Requirement
List each line of the data that holds the word "tally".

Task input: Begin

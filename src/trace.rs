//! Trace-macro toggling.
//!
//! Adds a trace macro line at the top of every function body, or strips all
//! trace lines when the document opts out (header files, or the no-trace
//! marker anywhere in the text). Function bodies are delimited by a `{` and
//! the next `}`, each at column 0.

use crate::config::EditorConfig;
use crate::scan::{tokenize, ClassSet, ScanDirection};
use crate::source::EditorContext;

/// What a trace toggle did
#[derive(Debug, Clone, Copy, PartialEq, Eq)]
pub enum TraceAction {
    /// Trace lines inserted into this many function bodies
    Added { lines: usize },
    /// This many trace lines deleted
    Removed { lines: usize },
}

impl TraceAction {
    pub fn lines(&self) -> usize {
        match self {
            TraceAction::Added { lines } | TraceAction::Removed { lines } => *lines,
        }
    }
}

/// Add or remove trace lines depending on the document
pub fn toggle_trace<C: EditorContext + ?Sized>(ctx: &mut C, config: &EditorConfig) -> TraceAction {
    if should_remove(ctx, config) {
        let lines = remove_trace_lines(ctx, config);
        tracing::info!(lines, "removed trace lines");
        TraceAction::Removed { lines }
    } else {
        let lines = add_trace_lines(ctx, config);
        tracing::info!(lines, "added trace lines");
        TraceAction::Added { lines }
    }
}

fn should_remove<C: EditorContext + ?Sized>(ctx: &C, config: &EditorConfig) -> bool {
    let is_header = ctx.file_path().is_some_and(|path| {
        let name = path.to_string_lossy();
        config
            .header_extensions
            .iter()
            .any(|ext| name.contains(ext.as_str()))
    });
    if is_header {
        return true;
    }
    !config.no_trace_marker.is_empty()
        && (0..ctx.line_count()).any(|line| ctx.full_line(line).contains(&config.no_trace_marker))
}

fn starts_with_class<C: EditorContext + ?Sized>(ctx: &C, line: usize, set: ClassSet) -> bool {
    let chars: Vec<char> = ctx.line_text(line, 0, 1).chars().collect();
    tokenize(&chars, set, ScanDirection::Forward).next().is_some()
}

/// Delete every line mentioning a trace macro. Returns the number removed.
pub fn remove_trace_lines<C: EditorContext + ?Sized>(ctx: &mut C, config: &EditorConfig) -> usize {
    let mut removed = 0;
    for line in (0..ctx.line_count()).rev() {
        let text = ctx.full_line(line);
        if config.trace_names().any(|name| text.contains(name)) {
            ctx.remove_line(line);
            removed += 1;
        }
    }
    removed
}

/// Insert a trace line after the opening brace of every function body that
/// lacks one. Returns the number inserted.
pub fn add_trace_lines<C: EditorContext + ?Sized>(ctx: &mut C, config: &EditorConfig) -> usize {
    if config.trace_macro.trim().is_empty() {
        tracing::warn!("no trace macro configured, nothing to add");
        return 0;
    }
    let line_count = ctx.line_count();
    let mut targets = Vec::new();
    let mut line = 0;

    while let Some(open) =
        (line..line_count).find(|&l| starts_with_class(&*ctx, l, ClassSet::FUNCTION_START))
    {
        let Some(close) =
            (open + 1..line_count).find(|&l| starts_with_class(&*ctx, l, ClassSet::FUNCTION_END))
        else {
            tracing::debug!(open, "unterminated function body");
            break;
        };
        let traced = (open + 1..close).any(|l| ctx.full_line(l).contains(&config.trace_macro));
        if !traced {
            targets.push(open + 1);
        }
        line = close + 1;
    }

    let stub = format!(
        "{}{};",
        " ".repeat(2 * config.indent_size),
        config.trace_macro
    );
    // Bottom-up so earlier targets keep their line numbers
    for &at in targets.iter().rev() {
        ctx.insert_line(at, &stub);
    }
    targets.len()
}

Task input: End
Task input: Begin

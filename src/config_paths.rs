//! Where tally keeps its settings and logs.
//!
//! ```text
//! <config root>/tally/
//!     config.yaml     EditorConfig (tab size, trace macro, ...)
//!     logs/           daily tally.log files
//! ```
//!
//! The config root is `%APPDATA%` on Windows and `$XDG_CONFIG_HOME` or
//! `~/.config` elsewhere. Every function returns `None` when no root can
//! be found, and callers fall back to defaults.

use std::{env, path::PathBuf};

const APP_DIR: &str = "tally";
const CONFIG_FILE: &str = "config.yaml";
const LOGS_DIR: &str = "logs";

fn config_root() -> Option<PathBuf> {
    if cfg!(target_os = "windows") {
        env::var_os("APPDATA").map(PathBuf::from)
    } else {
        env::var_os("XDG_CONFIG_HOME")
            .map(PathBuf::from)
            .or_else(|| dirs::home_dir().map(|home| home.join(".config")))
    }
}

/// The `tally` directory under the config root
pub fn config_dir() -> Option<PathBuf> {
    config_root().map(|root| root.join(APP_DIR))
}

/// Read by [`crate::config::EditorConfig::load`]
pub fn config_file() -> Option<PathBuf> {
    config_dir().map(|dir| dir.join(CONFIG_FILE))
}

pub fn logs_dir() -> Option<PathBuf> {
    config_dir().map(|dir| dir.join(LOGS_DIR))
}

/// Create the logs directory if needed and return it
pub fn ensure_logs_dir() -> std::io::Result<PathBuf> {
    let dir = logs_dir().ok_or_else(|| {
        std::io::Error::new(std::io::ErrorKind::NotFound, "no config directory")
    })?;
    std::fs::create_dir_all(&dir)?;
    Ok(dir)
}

Task input: End
Task input: Begin

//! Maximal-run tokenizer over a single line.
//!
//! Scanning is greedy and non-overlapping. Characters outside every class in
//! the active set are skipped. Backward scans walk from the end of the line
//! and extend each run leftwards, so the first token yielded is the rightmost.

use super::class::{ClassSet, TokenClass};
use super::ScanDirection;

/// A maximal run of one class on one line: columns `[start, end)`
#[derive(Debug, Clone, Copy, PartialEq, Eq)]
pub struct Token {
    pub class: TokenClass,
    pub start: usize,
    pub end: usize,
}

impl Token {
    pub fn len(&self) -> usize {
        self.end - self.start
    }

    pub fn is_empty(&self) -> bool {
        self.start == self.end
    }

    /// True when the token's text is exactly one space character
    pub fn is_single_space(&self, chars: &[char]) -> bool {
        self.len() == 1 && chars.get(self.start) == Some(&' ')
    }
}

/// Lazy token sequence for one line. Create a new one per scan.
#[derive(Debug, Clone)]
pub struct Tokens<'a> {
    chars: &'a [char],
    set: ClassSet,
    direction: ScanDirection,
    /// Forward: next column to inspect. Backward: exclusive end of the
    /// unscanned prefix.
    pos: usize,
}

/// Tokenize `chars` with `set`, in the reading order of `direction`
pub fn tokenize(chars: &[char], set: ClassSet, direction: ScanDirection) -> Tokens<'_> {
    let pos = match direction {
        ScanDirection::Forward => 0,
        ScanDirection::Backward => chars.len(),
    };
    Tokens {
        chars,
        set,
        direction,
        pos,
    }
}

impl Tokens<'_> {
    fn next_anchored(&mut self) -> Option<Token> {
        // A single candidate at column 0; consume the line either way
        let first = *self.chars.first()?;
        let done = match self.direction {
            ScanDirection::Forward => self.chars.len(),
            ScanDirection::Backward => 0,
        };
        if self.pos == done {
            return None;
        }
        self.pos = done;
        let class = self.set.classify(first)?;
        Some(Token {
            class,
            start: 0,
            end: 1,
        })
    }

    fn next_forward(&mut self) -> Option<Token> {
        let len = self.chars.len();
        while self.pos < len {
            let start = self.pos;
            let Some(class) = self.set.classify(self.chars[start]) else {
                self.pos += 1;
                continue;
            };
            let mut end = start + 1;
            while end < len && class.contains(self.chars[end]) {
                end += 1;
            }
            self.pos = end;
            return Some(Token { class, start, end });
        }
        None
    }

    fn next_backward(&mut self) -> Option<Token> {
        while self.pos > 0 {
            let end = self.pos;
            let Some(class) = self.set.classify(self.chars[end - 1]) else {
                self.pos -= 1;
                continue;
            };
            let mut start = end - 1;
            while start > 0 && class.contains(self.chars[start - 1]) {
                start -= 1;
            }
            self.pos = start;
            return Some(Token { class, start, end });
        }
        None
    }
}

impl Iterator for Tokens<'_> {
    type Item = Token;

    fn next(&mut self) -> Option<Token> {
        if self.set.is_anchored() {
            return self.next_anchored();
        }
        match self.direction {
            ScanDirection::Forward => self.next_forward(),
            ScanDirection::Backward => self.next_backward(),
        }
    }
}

Task input: End

The completed task
//! Where tally keeps its settings and logs.
//! <config root>/tally/
//!     logs/           daily tally.log files
const APP_DIR: &str = "tally";
/// The `tally` directory under the config root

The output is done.